> [Data]:
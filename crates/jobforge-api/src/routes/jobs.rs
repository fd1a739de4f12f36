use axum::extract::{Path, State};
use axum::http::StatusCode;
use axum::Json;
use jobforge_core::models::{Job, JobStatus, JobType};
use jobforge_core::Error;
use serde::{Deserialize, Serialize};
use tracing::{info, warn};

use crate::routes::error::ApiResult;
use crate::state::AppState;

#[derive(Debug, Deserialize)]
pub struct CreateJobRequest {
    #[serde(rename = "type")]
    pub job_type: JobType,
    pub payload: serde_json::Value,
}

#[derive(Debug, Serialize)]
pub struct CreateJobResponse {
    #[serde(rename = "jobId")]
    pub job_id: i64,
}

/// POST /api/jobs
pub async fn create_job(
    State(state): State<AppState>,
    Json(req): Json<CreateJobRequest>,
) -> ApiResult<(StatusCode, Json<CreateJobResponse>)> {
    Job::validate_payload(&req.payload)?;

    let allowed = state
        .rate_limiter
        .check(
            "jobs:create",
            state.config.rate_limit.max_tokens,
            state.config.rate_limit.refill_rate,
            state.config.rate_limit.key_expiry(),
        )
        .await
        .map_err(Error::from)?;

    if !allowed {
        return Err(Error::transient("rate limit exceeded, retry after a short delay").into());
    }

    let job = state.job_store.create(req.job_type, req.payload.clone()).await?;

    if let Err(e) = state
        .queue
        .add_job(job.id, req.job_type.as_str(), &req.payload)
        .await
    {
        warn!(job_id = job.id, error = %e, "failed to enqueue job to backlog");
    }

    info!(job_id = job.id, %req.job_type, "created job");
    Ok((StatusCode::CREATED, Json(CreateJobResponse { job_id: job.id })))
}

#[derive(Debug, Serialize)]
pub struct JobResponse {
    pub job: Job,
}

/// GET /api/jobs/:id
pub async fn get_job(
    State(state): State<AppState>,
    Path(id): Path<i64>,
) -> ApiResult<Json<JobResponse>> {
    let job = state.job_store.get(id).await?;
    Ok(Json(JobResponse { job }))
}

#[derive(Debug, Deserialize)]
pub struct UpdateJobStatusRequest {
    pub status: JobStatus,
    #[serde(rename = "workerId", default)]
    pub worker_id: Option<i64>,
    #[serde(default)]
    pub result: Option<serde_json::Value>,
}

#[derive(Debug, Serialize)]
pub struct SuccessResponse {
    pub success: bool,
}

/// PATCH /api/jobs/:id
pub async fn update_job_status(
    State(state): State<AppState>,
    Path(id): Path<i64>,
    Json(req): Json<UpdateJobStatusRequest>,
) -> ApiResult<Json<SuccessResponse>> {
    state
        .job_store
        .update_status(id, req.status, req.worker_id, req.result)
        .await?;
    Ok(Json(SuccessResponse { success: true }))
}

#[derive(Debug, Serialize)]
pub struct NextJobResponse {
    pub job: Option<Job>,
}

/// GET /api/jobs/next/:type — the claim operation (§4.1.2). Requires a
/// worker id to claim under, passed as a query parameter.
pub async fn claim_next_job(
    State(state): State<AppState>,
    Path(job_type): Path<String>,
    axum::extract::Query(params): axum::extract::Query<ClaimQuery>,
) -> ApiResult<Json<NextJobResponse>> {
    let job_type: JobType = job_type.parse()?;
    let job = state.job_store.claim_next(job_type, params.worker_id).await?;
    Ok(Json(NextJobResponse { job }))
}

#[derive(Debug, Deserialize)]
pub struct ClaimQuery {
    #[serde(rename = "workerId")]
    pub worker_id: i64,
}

* * *

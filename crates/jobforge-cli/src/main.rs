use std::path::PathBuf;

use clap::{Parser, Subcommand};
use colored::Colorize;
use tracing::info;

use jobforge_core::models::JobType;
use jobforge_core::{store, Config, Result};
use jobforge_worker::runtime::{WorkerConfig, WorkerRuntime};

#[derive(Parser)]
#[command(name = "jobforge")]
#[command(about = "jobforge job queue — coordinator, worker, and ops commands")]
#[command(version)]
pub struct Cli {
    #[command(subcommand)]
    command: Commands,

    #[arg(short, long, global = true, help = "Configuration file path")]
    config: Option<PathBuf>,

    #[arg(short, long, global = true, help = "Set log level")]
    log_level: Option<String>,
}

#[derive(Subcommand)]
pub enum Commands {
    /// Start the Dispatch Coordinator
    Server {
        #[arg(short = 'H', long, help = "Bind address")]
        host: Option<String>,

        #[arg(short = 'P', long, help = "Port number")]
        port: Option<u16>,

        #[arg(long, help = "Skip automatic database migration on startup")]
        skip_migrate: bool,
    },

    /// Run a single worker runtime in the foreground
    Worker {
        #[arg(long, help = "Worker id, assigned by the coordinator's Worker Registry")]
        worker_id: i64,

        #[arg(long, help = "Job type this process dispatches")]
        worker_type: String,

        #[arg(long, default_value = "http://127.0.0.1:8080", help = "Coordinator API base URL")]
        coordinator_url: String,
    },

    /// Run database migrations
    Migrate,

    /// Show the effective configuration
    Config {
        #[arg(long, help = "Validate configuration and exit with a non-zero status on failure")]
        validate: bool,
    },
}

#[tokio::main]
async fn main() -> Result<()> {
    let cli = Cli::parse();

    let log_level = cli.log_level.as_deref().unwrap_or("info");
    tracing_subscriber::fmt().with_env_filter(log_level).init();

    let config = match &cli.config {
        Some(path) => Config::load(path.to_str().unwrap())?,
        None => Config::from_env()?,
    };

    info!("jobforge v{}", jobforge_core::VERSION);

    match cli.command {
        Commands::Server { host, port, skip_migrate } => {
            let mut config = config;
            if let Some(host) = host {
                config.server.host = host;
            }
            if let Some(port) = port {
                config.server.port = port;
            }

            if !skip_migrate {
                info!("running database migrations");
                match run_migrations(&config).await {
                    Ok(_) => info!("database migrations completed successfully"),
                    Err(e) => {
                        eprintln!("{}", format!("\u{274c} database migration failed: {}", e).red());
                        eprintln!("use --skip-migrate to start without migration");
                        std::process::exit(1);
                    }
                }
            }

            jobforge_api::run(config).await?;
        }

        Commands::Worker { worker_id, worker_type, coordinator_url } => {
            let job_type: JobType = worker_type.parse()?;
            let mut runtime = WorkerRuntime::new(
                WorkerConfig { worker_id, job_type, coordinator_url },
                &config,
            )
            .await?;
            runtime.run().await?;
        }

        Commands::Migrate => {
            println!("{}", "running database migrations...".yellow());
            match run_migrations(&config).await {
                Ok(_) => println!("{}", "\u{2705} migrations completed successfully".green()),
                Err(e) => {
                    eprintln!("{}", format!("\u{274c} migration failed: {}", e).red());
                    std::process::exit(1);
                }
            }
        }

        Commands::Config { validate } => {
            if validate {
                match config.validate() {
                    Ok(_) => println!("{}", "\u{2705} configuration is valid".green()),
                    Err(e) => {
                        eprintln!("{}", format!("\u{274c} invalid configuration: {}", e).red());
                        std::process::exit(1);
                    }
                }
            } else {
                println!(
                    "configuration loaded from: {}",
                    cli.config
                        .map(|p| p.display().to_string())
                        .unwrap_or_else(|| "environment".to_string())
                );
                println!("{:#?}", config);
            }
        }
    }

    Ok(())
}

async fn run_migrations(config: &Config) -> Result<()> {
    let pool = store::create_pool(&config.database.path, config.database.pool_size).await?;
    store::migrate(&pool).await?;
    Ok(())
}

> [Task prompt]:
Every line that holds the word "async" should be copied from the records above.

> [Task output]:
pub async fn create_job(
pub async fn get_job(
pub async fn update_job_status(
pub async fn claim_next_job(
async fn main() -> Result<()> {
async fn run_migrations(config: &Config) -> Result<()> {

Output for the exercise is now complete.